2009年05月10日 09:30
フライブルグから一旦ベルリンに戻り、数日後に次の公演先、フランクフルトに移動しました。こちらの新幹線ICEでベルリンから約4時間。移動はとても快適でしたが、ヨーロッパで電車に乗るたびに、指揮者として駆け出しだった頃のことを思い出して胸がキュンとします。地球の反対側に渡り、音楽の本場ヨーロッパで自分の夢が実現できるのかどうか、自分にも自信がないし、不安を一杯抱えながら、コンクールやオーディションに参加するための移動に使ったのが夜行列車だったからです。車窓から見える穏やかで美しいヨーロッパの景色とは対照的に、心の中で「頑張れ!」と、何度も何度も自分を励まし、また結果が悪かった帰路などは、自信喪失し落ち込んで、考えこんで、悶々と過ごした夜行列車の長い夜のことをありありと思い出します。もう20年以上も前のことですが、こういう記憶は感覚的に、深く身体に刻まれているものなのですね。フランクフルト歌劇場のオーケストラとは楽しい練習を繰り返し、今日と明日が本番です。こうしたトラウマも、昔話として笑って話せる良い演奏会になればと思います。
 
さて、今回は名曲百選。ドヴォルザーク交響曲第9番「新世界より」の第2楽章をメインにお送りしました。番組内でも紹介しましたが、僕には6歳年上の兄がいて、彼はなかなかクラシックを聞かないのです。
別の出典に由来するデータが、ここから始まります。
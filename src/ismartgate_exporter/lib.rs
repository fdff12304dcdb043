// ismartgate_exporter - Prometheus metrics exporter for iSmartGate devices
//
// Copyright 2022 Nick Pillitteri
//
// This program is free software: you can redistribute it and/or modify
// it under the terms of the GNU General Public License as published by
// the Free Software Foundation, either version 3 of the License, or
// (at your option) any later version.
//
// This program is distributed in the hope that it will be useful,
// but WITHOUT ANY WARRANTY; without even the implied warranty of
// MERCHANTABILITY or FITNESS FOR A PARTICULAR PURPOSE.  See the
// GNU General Public License for more details.
//
// You should have received a copy of the GNU General Public License
// along with this program.  If not, see <http://www.gnu.org/licenses/>.
//

//! Prometheus metrics exporter for iSmartGate temperature sensors
//!
//! ## Features
//!
//! `ismartgate_exporter` periodically logs in to the web interface of an [iSmartGate] garage or
//! gate controller, reads the temperature reported by the wireless sensor attached to a door, and
//! emits it as a Prometheus metric. A single door is read per process.
//!
//! * `temperature_fahrenheit{door=$DOOR}` - Temperature, in degrees fahrenheit. `$DOOR` is the
//!   door number prefixed with `door`, e.g. `door1`.
//!
//! The metric only appears after the first successful read. If a later read fails, the last
//! successful value continues to be exported.
//!
//! [iSmartGate]: https://ismartgate.com/
//!
//! ## Build
//!
//! `ismartgate_exporter` is a Rust program and must be built from source using a
//! [Rust toolchain](https://rustup.rs/).
//!
//! ```text
//! cargo build --release
//! ```
//!
//! ## Usage
//!
//! The password of the device's web interface is required. Everything else has a default.
//!
//! ```text
//! ./ismartgate_exporter --hostname 192.168.1.242 --username admin --password 'hunter2' --door 1
//! ```
//!
//! * `--hostname` - Address of the device, default `192.168.1.242`.
//! * `--username` - Web interface user, default `admin`.
//! * `--password` - Web interface password, required.
//! * `--interval` - Seconds between reads, default `60`.
//! * `--listenPort` - Port for the metrics server, default `9805`.
//! * `--door` - Door to read the temperature of, default `1`.
//! * `--log-level` - Logging verbosity, default `info`.
//!
//! ### Prometheus
//!
//! Prometheus metrics are exposed on port `9805` at `/metrics`. Add the host running
//! `ismartgate_exporter` as a target under the Prometheus `scrape_configs` section.
//!
//! ```yaml
//! scrape_configs:
//! - job_name: ismartgate_exporter
//!   static_configs:
//!   - targets: ['example:9805']
//! ```
//!

pub mod client;
pub mod config;
pub mod http;
pub mod metrics;
pub mod poller;
pub mod units;
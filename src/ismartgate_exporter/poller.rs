// ismartgate_exporter - Prometheus metrics exporter for iSmartGate devices
//
// Copyright 2022 Nick Pillitteri
//
// This program is free software: you can redistribute it and/or modify
// it under the terms of the GNU General Public License as published by
// the Free Software Foundation, either version 3 of the License, or
// (at your option) any later version.
//
// This program is distributed in the hope that it will be useful,
// but WITHOUT ANY WARRANTY; without even the implied warranty of
// MERCHANTABILITY or FITNESS FOR A PARTICULAR PURPOSE.  See the
// GNU General Public License for more details.
//
// You should have received a copy of the GNU General Public License
// along with this program.  If not, see <http://www.gnu.org/licenses/>.
//

use crate::client::{ClientError, TemperatureSource};
use crate::metrics::{door_label, TemperatureMetrics};
use std::time::Duration;
use tokio::task::JoinHandle;
use tokio::time::{self, Instant, MissedTickBehavior};
use tracing::{Instrument, Level};

/// Periodically read the temperature of a single door and publish it to `TemperatureMetrics`.
///
/// Reads never overlap: a single worker performs a read, then waits for the next tick. If a
/// read takes longer than the interval, missed ticks are skipped rather than queued. A failed
/// read leaves the previously published temperature in place.
pub struct TemperaturePoller<S> {
    source: S,
    metrics: TemperatureMetrics,
    door: u32,
    interval: Duration,
}

impl<S> TemperaturePoller<S>
where
    S: TemperatureSource + 'static,
{
    /// Create a new poller for `door`.
    ///
    /// # Panics
    ///
    /// If `interval` is zero, `start()` will panic.
    pub fn new(source: S, metrics: TemperatureMetrics, door: u32, interval: Duration) -> Self {
        TemperaturePoller {
            source,
            metrics,
            door,
            interval,
        }
    }

    /// Read the temperature once and, if successful, publish it.
    pub async fn update(&self) -> Result<f64, ClientError> {
        let label = door_label(self.door);
        tracing::info!(message = "requesting temperature update", door = %label);

        let res = self
            .source
            .fetch(self.door)
            .instrument(tracing::span!(Level::DEBUG, "isg_temperature"))
            .await;

        match &res {
            Ok(fahrenheit) => {
                self.metrics.temperature(self.door, *fahrenheit);
                tracing::info!(message = "read temperature", door = %label, fahrenheit = *fahrenheit);
            }
            Err(e) => {
                tracing::error!(message = "failed temperature update", door = %label, error = %e);
            }
        }

        res
    }

    /// Read the temperature once, then spawn a task that reads it again every interval.
    ///
    /// The first timed read happens one full interval after this method returns. The
    /// spawned task runs until it is aborted via the returned handle.
    pub async fn start(self) -> JoinHandle<()> {
        let _ = self.update().await;
        tokio::spawn(async move { self.run().await })
    }

    async fn run(&self) {
        let mut interval = time::interval_at(Instant::now() + self.interval, self.interval);
        interval.set_missed_tick_behavior(MissedTickBehavior::Skip);
        tracing::info!(
            message = "temperature polling started",
            door = %door_label(self.door),
            interval_secs = self.interval.as_secs(),
        );

        loop {
            let _ = interval.tick().await;
            let _ = self.update().await;
        }
    }
}
//! Terminal panels and JSON export.

use std::path::Path;

use anyhow::{Context, Result};
use chrono::{DateTime, Local};
use cyber_rag::{AnsweredQuestion, EvalRecord};
use serde::Serialize;

const PANEL_WIDTH: usize = 88;

/// Answers for one document, as printed and exported.
#[derive(Debug, Serialize)]
pub struct Report {
    pub url: String,
    pub generated_at: DateTime<Local>,
    pub answers: Vec<AnsweredQuestion>,
}

impl Report {
    pub fn new(url: String, answers: Vec<AnsweredQuestion>) -> Self {
        Self { url, generated_at: Local::now(), answers }
    }

    pub fn save(&self, path: &Path) -> Result<()> {
        let json = serde_json::to_string_pretty(self)?;
        std::fs::write(path, json).with_context(|| format!("failed to write {}", path.display()))
    }
}

/// Greedy word wrap; words longer than `width` get a line of their own.
fn wrap(text: &str, width: usize) -> Vec<String> {
    let mut lines = Vec::new();
    for paragraph in text.lines() {
        let mut line = String::new();
        for word in paragraph.split_whitespace() {
            if !line.is_empty() && line.chars().count() + 1 + word.chars().count() > width {
                lines.push(std::mem::take(&mut line));
            }
            if !line.is_empty() {
                line.push(' ');
            }
            line.push_str(word);
        }
        lines.push(line);
    }
    lines
}

/// A boxed block of text with an optional title on the top border and
/// subtitle on the bottom border.
pub fn panel(title: &str, body: &str, subtitle: Option<&str>) -> String {
    let inner = PANEL_WIDTH - 4;
    let border = |label: &str, left: char, right: char| {
        let label = if label.is_empty() { String::new() } else { format!(" {label} ") };
        let fill = (PANEL_WIDTH - 2).saturating_sub(label.chars().count());
        format!("{left}─{label}{}{right}\n", "─".repeat(fill.saturating_sub(1)))
    };

    let mut out = border(title, '╭', '╮');
    for line in wrap(body, inner) {
        let pad = inner.saturating_sub(line.chars().count());
        out.push_str(&format!("│ {line}{} │\n", " ".repeat(pad)));
    }
    out.push_str(&border(subtitle.unwrap_or(""), '╰', '╯'));
    out
}

/// Header panel plus one panel per answered question.
pub fn report(report: &Report) -> String {
    let timestamp = report.generated_at.format("%Y-%m-%d %H:%M:%S");
    let mut out = panel("Blog URL", &report.url, Some(&format!("Run at {timestamp}")));

    for item in &report.answers {
        let mut body = format!("Q: {}\n\nA: {}", item.question, item.answer);
        if item.low_confidence {
            body.push_str("\n\n(low confidence: no passage cleared the relevance threshold)");
        }
        out.push_str(&panel(&format!("Question {}", item.question_id), &body, None));
    }
    out
}

/// One line per graded record and the mean grade.
pub fn evaluation_summary(records: &[EvalRecord], mean: Option<f32>) -> String {
    let mut out = String::new();
    for (position, record) in records.iter().enumerate() {
        let verdict = record
            .verdict
            .as_ref()
            .map(|v| format!("{} ({:.2})", v.evaluation, v.grade))
            .unwrap_or_else(|| "ungraded".to_string());
        out.push_str(&format!("{:>4}. {verdict:<24} {}\n", position + 1, record.question));
    }
    match mean {
        Some(mean) => out.push_str(&format!("\nMean grade over {} answers: {mean:.3}\n", records.len())),
        None => out.push_str(&format!("\n{} answers recorded, none graded\n", records.len())),
    }
    out
}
子供の時は僕よりピアノが上手く、本人も決して音楽が嫌いなわけではないと思うのだけれど、まあ、堅苦しいことが徹底して嫌いなのと、子供の頃に、長男だからというので、母親が音楽教育に力を入れすぎた。それでその反動なのか、ピアノには一切触らなくなり、僕の演奏会にもたった一度だけ野外コンサートに来たものの、それはそれは良く眠れたそうです…。その時の楽屋での兄貴の言葉「裕って凄いなぁ、俺が目を覚ましたら、みんな一杯拍手してたぞ!」大物です。それでも僕と兄貴はとても仲が良く、年に何回かはゴルフに行くのですが、コースに着くまでのドライブの時間が我々を繋ぐ大事な時間なわけです。親のこと、子供の頃の思い出話、仕事のことなど、色々おしゃべりをするわけですが、先日初めて兄貴の方から音楽の話が出たのです。「俺な、最近クラシックが好きなんや」僕の夜行電車のトラウマどころではないぐらい、大きな壁であっただろうクラシックを、兄貴が好きと言っている!!これは僕にとっては、とても大きな驚きでした。「新世界やってくれよ。あれはええ曲やわ~。」そんな家族の個人的なリクエストで実現した番組ですが、テレビを観てくださっている方たちの中にもきっと、まだまだクラシックは堅苦しいと感じている方は多いのではないでしょうか?そうした方に新しいページを1枚めくってもらう大きなチャンスが作れたかなぁと思います。ちょうどベルリン・ドイツ交響楽団と「新世界より」ライブ録音した新しいCDが発売されましたので、今度はそれをお土産に、兄貴をゴルフに誘いたいと思います。
 
視聴者からのコメント
2009年05月20日 00:40
おたふく

よいご兄弟ですね。
お母様からのお仕着せではなく、長い年月をかけて自らクラシックを好きだと言えるようになったお兄様のお気持ちのなかには、あらためてお母様への感謝と、粉骨砕身にしてクラシックと向き合っている弟様への深い愛情を感じました。
Alte Operさまのフランクフルトでのコンサートのレポートも、とても楽しく読ませていただきました。

2009年05月13日 11:23
いしかわ

今回の「新世界より」は本当に日本の人々に知れ渡っていますよね。ドヴォルザークが書いたなんてことを知ってる人はまあ、普通いないでしょうけど、家路はだれもが知っているし、第四楽章も聴けば、こいつは!と思うと思います。かく言う私もそうでした。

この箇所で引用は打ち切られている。